Task item: Print exactly the lines below between the line holding "close, nesting is" and the line holding "pub trait DocumentSink", inclusive, and nothing more.

The data:

|---|

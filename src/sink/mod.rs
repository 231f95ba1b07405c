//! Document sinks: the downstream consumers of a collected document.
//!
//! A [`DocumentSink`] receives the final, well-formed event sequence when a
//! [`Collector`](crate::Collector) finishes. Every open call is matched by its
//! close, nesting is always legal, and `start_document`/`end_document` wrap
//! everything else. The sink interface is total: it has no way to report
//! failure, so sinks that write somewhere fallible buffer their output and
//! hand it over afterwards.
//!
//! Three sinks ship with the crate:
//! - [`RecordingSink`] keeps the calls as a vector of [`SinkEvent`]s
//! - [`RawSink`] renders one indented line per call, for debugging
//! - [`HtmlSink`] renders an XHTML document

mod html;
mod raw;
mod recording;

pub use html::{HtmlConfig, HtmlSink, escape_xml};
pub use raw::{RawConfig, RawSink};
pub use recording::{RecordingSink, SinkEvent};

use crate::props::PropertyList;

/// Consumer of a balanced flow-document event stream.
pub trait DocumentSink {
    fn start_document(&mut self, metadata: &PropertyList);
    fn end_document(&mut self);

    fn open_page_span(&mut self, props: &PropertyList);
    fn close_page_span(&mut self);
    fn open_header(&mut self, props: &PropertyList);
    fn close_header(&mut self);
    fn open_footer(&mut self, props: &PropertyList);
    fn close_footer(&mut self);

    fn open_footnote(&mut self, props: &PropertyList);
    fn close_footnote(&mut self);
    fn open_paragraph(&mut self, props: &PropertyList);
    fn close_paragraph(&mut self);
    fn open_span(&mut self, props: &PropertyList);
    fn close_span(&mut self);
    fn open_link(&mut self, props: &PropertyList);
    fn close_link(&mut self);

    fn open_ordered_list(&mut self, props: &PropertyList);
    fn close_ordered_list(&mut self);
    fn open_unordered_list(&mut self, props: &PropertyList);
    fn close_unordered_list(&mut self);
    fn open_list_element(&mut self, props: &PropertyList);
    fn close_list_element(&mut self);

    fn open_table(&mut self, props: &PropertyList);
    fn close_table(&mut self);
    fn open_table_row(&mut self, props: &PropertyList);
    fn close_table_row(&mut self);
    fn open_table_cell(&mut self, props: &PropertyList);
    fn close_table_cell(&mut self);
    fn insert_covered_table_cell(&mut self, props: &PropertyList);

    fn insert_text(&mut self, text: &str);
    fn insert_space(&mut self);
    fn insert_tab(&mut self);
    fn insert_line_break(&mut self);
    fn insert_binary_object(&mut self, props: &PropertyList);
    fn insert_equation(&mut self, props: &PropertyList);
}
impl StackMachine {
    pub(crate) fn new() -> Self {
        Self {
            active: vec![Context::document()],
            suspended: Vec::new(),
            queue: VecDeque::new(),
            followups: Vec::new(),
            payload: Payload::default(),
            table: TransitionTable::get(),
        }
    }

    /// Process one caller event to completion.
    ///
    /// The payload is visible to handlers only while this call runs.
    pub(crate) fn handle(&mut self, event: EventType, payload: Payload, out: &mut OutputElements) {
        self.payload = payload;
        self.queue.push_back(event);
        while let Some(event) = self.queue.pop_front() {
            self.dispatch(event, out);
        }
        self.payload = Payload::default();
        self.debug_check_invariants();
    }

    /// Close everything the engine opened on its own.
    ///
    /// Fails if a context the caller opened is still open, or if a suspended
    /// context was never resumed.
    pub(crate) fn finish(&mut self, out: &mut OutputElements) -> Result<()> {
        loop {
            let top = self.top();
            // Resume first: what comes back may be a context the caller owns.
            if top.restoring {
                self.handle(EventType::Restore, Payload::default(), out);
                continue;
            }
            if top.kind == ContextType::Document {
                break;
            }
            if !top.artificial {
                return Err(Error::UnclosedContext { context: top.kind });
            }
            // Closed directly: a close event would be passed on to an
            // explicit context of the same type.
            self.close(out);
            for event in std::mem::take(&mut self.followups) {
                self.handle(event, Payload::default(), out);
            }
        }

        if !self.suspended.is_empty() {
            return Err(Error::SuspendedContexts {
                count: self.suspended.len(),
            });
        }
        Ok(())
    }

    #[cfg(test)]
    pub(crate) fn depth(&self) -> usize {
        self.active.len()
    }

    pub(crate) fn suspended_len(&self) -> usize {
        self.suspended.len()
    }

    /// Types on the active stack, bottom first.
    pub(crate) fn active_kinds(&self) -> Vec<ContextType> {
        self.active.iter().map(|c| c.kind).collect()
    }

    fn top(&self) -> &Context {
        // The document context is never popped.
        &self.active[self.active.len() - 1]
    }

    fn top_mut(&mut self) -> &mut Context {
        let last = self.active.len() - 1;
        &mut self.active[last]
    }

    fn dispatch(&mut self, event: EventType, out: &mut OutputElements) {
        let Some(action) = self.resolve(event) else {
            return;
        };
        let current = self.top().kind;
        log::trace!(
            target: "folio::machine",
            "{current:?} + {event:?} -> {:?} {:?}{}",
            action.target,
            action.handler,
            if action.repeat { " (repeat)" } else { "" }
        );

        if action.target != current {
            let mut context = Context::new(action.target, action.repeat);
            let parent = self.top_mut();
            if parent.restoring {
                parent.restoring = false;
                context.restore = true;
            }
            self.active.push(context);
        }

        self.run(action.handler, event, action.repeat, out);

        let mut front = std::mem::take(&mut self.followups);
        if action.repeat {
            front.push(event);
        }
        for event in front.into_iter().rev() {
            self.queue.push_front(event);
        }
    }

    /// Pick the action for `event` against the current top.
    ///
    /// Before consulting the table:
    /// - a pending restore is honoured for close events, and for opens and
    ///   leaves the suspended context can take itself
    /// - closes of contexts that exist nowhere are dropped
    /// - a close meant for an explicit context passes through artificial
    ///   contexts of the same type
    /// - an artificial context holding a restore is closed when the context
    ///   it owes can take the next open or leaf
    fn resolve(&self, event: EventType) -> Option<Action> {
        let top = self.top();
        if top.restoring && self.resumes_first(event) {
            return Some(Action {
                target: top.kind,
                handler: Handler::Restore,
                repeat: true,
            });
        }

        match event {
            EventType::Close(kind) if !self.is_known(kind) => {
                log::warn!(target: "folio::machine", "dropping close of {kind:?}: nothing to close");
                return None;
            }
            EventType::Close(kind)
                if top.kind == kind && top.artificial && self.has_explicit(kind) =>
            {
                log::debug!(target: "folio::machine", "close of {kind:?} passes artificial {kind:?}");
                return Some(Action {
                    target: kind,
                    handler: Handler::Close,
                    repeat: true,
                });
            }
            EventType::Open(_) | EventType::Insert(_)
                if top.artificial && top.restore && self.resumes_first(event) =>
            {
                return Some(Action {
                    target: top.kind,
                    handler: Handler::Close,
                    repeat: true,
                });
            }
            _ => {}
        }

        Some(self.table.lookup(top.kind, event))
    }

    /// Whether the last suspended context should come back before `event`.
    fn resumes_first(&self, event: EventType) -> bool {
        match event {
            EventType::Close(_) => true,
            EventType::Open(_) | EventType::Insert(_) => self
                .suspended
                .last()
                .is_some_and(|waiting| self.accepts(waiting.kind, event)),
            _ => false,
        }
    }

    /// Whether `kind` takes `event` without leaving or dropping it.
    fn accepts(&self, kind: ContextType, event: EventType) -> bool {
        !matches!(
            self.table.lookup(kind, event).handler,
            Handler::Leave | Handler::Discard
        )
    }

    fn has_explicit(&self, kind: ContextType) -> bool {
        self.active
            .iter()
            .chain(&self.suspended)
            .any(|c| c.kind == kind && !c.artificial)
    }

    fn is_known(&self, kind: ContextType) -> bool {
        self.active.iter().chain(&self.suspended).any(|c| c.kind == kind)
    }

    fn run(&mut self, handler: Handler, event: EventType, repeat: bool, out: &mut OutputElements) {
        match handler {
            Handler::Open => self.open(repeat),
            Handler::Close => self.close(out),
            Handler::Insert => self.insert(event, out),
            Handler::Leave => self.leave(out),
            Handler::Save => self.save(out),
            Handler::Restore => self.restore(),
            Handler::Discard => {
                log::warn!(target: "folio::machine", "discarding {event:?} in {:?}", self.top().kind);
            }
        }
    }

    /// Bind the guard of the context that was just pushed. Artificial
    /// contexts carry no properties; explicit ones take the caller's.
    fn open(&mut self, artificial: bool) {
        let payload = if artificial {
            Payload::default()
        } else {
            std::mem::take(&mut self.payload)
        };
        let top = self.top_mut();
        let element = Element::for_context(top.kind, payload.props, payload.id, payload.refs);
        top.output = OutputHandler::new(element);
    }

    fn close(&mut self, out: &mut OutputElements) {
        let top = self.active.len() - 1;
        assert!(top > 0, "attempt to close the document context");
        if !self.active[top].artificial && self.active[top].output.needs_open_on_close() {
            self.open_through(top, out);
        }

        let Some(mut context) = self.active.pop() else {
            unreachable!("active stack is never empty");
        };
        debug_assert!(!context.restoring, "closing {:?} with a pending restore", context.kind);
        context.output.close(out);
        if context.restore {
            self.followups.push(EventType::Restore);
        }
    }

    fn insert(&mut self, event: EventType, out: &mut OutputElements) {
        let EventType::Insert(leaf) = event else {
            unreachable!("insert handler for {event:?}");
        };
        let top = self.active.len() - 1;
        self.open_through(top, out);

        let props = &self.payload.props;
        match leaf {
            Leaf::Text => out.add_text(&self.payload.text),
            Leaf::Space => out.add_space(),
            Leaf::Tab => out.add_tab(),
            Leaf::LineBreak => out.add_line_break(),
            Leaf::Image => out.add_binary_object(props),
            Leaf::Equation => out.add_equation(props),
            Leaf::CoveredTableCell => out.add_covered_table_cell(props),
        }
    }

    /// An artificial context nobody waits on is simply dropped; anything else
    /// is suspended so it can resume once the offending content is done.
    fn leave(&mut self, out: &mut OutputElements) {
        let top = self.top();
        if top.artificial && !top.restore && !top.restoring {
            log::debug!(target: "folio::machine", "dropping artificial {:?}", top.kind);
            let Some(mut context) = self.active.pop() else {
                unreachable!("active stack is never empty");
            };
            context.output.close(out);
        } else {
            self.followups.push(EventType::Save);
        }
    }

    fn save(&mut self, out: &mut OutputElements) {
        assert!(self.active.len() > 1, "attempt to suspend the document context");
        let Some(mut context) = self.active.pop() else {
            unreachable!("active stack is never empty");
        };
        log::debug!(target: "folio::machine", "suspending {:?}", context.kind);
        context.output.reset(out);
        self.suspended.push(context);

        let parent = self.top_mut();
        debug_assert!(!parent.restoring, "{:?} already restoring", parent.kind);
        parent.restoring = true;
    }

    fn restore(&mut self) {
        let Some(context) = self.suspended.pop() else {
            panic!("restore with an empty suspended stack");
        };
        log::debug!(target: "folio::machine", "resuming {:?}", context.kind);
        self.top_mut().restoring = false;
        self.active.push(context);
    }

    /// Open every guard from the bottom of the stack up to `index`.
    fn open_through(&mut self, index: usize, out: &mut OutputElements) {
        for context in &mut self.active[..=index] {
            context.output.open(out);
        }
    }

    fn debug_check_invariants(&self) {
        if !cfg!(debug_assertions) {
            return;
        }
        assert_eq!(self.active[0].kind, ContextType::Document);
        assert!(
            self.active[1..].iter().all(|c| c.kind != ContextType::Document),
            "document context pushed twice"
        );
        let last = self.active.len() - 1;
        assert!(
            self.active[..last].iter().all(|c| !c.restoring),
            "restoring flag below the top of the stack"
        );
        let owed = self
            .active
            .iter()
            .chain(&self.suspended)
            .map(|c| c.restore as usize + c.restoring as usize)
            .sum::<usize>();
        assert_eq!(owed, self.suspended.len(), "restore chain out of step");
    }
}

|---|

Completed exercise:
//! close, nesting is always legal, and `start_document`/`end_document` wrap
//! everything else. The sink interface is total: it has no way to report
//! failure, so sinks that write somewhere fallible buffer their output and
//! hand it over afterwards.
//!
//! Three sinks ship with the crate:
//! - [`RecordingSink`] keeps the calls as a vector of [`SinkEvent`]s
//! - [`RawSink`] renders one indented line per call, for debugging
//! - [`HtmlSink`] renders an XHTML document

mod html;
mod raw;
mod recording;

pub use html::{HtmlConfig, HtmlSink, escape_xml};
pub use raw::{RawConfig, RawSink};
pub use recording::{RecordingSink, SinkEvent};

use crate::props::PropertyList;

/// Consumer of a balanced flow-document event stream.
pub trait DocumentSink {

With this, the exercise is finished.